La Chiesa deve rinnovare sé stessa per rinnovare il mondo, lo dice Paolo VI: “La Chiesa, in quanto Popolo di Dio in pellegrinaggio verso il Regno futuro, deve sapersi perpetuare e quindi rinnovarsi attraverso le generazioni umane: questa è per lei una condizione di fecondità e anche semplicemente di vita.”²³⁸ I giovani cristiani devono ratificare, in piena coscienza, l’alleanza contratta per loro nella chiesa nei sacramenti del Battesimo e della confermazione.²³⁹
Nella chiesa, la pastorale giovanile deve essere in grado di dedicare tanto tempo alla direzione spirituale dei giovani, al dialogo orientato al discernimento, nel rispetto della libertà, con profondo senso di responsabilità, metodo e pazienza.²⁴⁰
I giovani gioiscono nell’incontro con Dio in Gesù. Un esempio di incontro tra Dio con i giovani è quello di Maria. Da giovane, Maria incontrò Dio attraverso l’incontro dialogale con l’angelo Gabriele. Entrando da Maria, l’angelo disse: “Rallegrati, o piena di grazia, il Signore è con te.”²⁴¹ Ecco un incontro generativo di gioia. Non servono più altre parole per dimostrare che l’incontro con Dio è un momento generativo di gioia nel cuore dei cristiani e quindi nel cuore dei giovani.²⁴²
La grazia della gioia cristiana è un dono fatto all’umanità; e non si può parlare di umanità senza includere i giovani.

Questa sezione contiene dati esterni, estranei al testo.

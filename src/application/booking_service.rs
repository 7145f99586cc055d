use crate::domain::error::DomainError;
use crate::domain::hotel::Hotel;
use crate::domain::order::{BookingQuery, Order, OrderWithHotel};
use crate::domain::repository::{HotelRepository, OrderRepository};
use anyhow::Result;
use chrono::Utc;
use std::collections::HashMap;
use std::sync::Arc;
use tracing::{debug, info, instrument, warn};
use uuid::Uuid;

pub struct BookingService<O: OrderRepository, H: HotelRepository> {
    order_repository: Arc<O>,
    hotel_repository: Arc<H>,
}

impl<O: OrderRepository, H: HotelRepository> BookingService<O, H> {
    pub fn new(order_repository: Arc<O>, hotel_repository: Arc<H>) -> Self {
        Self {
            order_repository,
            hotel_repository,
        }
    }

    /// Looks up the hotel a booking query refers to.
    #[instrument(skip(self), fields(hotel_id = %query.id))]
    pub async fn booking_confirmation(&self, query: &BookingQuery) -> Result<Hotel> {
        query.validate()?;
        self.hotel_repository
            .find_hotel_by_id(&query.id)
            .await?
            .ok_or_else(|| {
                warn!(hotel_id = %query.id, "Booking for unknown hotel");
                DomainError::HotelNotFound(query.id.clone()).into()
            })
    }

    #[instrument(skip(self, query), fields(hotel_id = %query.id, order_id))]
    pub async fn place_order(&self, user_id: &str, query: BookingQuery) -> Result<Order> {
        // Same checks as the confirmation page; the order URL can be hand-edited.
        self.booking_confirmation(&query).await?;

        let order = Order {
            id: Uuid::new_v4().to_string(),
            user_id: user_id.to_string(),
            hotel_id: query.id.clone(),
            order_details: query.order_details(),
            created_at: Utc::now(),
        };
        tracing::Span::current().record("order_id", order.id.as_str());

        self.order_repository.save_order(order.clone()).await?;
        info!(
            order_id = %order.id,
            user_id = %order.user_id,
            nights = order.order_details.duration,
            guests = order.order_details.number_of_guests,
            "Order placed"
        );
        Ok(order)
    }

    #[instrument(skip(self))]
    pub async fn orders_for_user(&self, user_id: &str) -> Result<Vec<OrderWithHotel>> {
        let orders = self.order_repository.find_orders_by_user(user_id).await?;
        self.join_hotels(orders).await
    }

    #[instrument(skip(self))]
    pub async fn all_orders(&self) -> Result<Vec<OrderWithHotel>> {
        let orders = self.order_repository.list_orders().await?;
        self.join_hotels(orders).await
    }

    /// Attaches matching hotel records to each order, fetching every
    /// distinct hotel once.
    async fn join_hotels(&self, orders: Vec<Order>) -> Result<Vec<OrderWithHotel>> {
        let mut hotels: HashMap<String, Option<Hotel>> = HashMap::new();
        for order in &orders {
            if !hotels.contains_key(&order.hotel_id) {
                let hotel = self
                    .hotel_repository
                    .find_hotel_by_id(&order.hotel_id)
                    .await?;
                hotels.insert(order.hotel_id.clone(), hotel);
            }
        }
        debug!(
            orders = orders.len(),
            hotels = hotels.len(),
            "Joined orders against hotels"
        );

        Ok(orders
            .into_iter()
            .map(|order| {
                let hotel_data = hotels
                    .get(&order.hotel_id)
                    .cloned()
                    .flatten()
                    .into_iter()
                    .collect();
                OrderWithHotel { order, hotel_data }
            })
            .collect())
    }
}

#[cfg(test)]
mod tests {
    use super::*;
    use crate::data::hotel_repository::InMemoryHotelRepository;
    use crate::data::order_repository::InMemoryOrderRepository;
    use chrono::NaiveDate;

    async fn service() -> (
        BookingService<InMemoryOrderRepository, InMemoryHotelRepository>,
        Arc<InMemoryOrderRepository>,
    ) {
        let hotels = Arc::new(InMemoryHotelRepository::new());
        hotels
            .save_hotel(Hotel {
                id: "h-1".to_string(),
                name: "Harbour View".to_string(),
                country: "Portugal".to_string(),
                city: "Porto".to_string(),
                star_rating: 4,
                cost_per_night: 120,
                description: String::new(),
            })
            .await
            .unwrap();
        let orders = Arc::new(InMemoryOrderRepository::new());
        (BookingService::new(orders.clone(), hotels), orders)
    }

    fn query(hotel_id: &str) -> BookingQuery {
        BookingQuery {
            id: hotel_id.to_string(),
            duration: 3,
            date_of_departure: NaiveDate::from_ymd_opt(2025, 9, 1).unwrap(),
            number_of_guests: 2,
        }
    }

    #[tokio::test]
    async fn test_place_order_ties_order_to_user() {
        let (svc, _) = service().await;
        let order = svc.place_order("user-1", query("h-1")).await.unwrap();
        assert_eq!(order.user_id, "user-1");
        assert_eq!(order.hotel_id, "h-1");
        assert_eq!(order.order_details.duration, 3);
    }

    #[tokio::test]
    async fn test_place_order_unknown_hotel_fails() {
        let (svc, _) = service().await;
        let err = svc.place_order("user-1", query("h-404")).await.unwrap_err();
        assert!(matches!(
            err.downcast_ref::<DomainError>(),
            Some(DomainError::HotelNotFound(_))
        ));
    }

    #[tokio::test]
    async fn test_orders_for_user_joins_hotel_data() {
        let (svc, _) = service().await;
        svc.place_order("user-1", query("h-1")).await.unwrap();
        svc.place_order("user-2", query("h-1")).await.unwrap();

        let mine = svc.orders_for_user("user-1").await.unwrap();
        assert_eq!(mine.len(), 1);
        assert_eq!(mine[0].hotel_data.len(), 1);
        assert_eq!(mine[0].hotel_data[0].name, "Harbour View");
        assert_eq!(mine[0].total_cost(), Some(360));

        assert_eq!(svc.all_orders().await.unwrap().len(), 2);
    }

    #[tokio::test]
    async fn test_dangling_hotel_reference_joins_to_empty_list() {
        let (svc, orders) = service().await;
        orders
            .save_order(Order {
                id: "o-1".to_string(),
                user_id: "user-1".to_string(),
                hotel_id: "gone".to_string(),
                order_details: query("gone").order_details(),
                created_at: Utc::now(),
            })
            .await
            .unwrap();

        let joined = svc.all_orders().await.unwrap();
        assert!(joined[0].hotel_data.is_empty());
    }
}
pub mod cache;
pub mod config;
pub mod error;
pub mod orchestrator;
pub mod repair; // free-text model output -> topics
pub mod retention;
pub mod search;
pub mod strategy;
pub mod testing; // scripted search client and failing store
pub mod types;
pub mod utils;

pub use cache::{KeyStore, MemoryKeyStore, RedisKeyStore, StatsSnapshot, TrendCache};
pub use config::Config;
pub use error::{Result, TrendError};
pub use orchestrator::{CachedLookup, TrendingOrchestrator};
pub use repair::{ResponseRepairPipeline, Strategy};
pub use retention::RetentionPolicy;
pub use search::{HttpSearchClient, SearchClient};
pub use strategy::FetchStrategySelector;
pub use types::{KeywordRequest, Retention, RetentionUnit, Topic, TrendingResult};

La gioia cristiana è annunciata anche ai giovani. Essi possano testimoniare dell’amore di un Dio Padre e Misericordioso.²⁴³
2.2.8 LA GIOIA CRISTIANA NEL CAMMINO DELLA FEDE
Per cammino della fede, si intende un pellegrinaggio del Popolo di Dio nel suo insieme e per ciascuna persona dentro questo Popolo. È un movimento, una pasqua, cioè un passaggio verso il luogo interiore dove il Padre, il Figlio e lo Spirito l’accolgono. Il pellegrinaggio è “opera dello Spirito, un dono della Pentecoste”.²⁴⁴
Il cammino della fede è il ritorno al centro, al cuore della vita della chiesa e dunque del cristiano.²⁴⁵ Di conseguenza, la celebrazione dell’anno della fede di cui parlò Paolo VI richiama tutta la chiesa all’essenziale cioè, a ritrovare l’anima, l’ispirazione vitale dell’essere cristiano e del suo operare. È un cammino verso “la nuova Gerusalemme, di cui noi siamo fin d’ora cittadini e figli”,²⁴⁶ discende dall’alto, da presso Dio.
È verso Cristo che il popolo di Dio è indirizzato nel cammino interiore.²⁴⁷ È da Roma che si inizia il pellegrinaggio, dove i santi apostoli Pietro e Paolo resero col sangue la loro ultima testimonianza. “La vocazione di Roma è di provenienza apostolica, […] è un servizio a beneficio della chiesa intera e dell’umanità.”²⁴⁸ La Roma di Pietro e Paolo conduce alla città eterna, per il fatto che essa ha scelto di affidare a Pietro, che unifica in sé il collegio episcopale, le chiavi del Regno dei cieli.
Il cammino della fede è anche una testimonianza della fede viva che indica un cammino di rinnovamento ecclesiale. E allora la chiesa cattolica, “benché diffusa in tutto il mondo, conserva accuratamente questa fede come se essa abitasse in una sola casa, e vi crede unanimemente, come se non avesse che una sola anima e un solo cuore; e la predica, l’insegna e la trasmette in perfetto accordo, come se non avesse che una sola bocca.”²⁴⁹ La chiesa è una casa dove si parla uno solo linguaggio, con uno solo cuore e una sola anima.
Invitando tutti i cristiani a raggiungersi al cammino della fede, il Romano Pontefice scrisse: “anche noi dobbiamo rendere testimonianza umilmente, pazientemente, ostinatamente, fosse pure in mezzo all’incomprensione di molti, all’incarico ricevuto dal Signore di guidare il gregge e di confermare i nostri fratelli.”²⁵⁰ Tutti i cristiani sono coinvolti nel compiere il cammino di fede nella gioia.
In verità è Dio che si è messo in cammino verso di noi, aprendo il dialogo della salvezza con noi. A questo riguardo sono eloquenti le parole di San Giovanni: “egli ci ha amati per primo.”²⁵¹ Il pellegrinaggio, allora, deve far riflettere non solo sul nostro cammino verso Dio, ma sul venire di Dio, in Cristo, incontro all’uomo, nelle condizioni concrete della vita dell’uomo.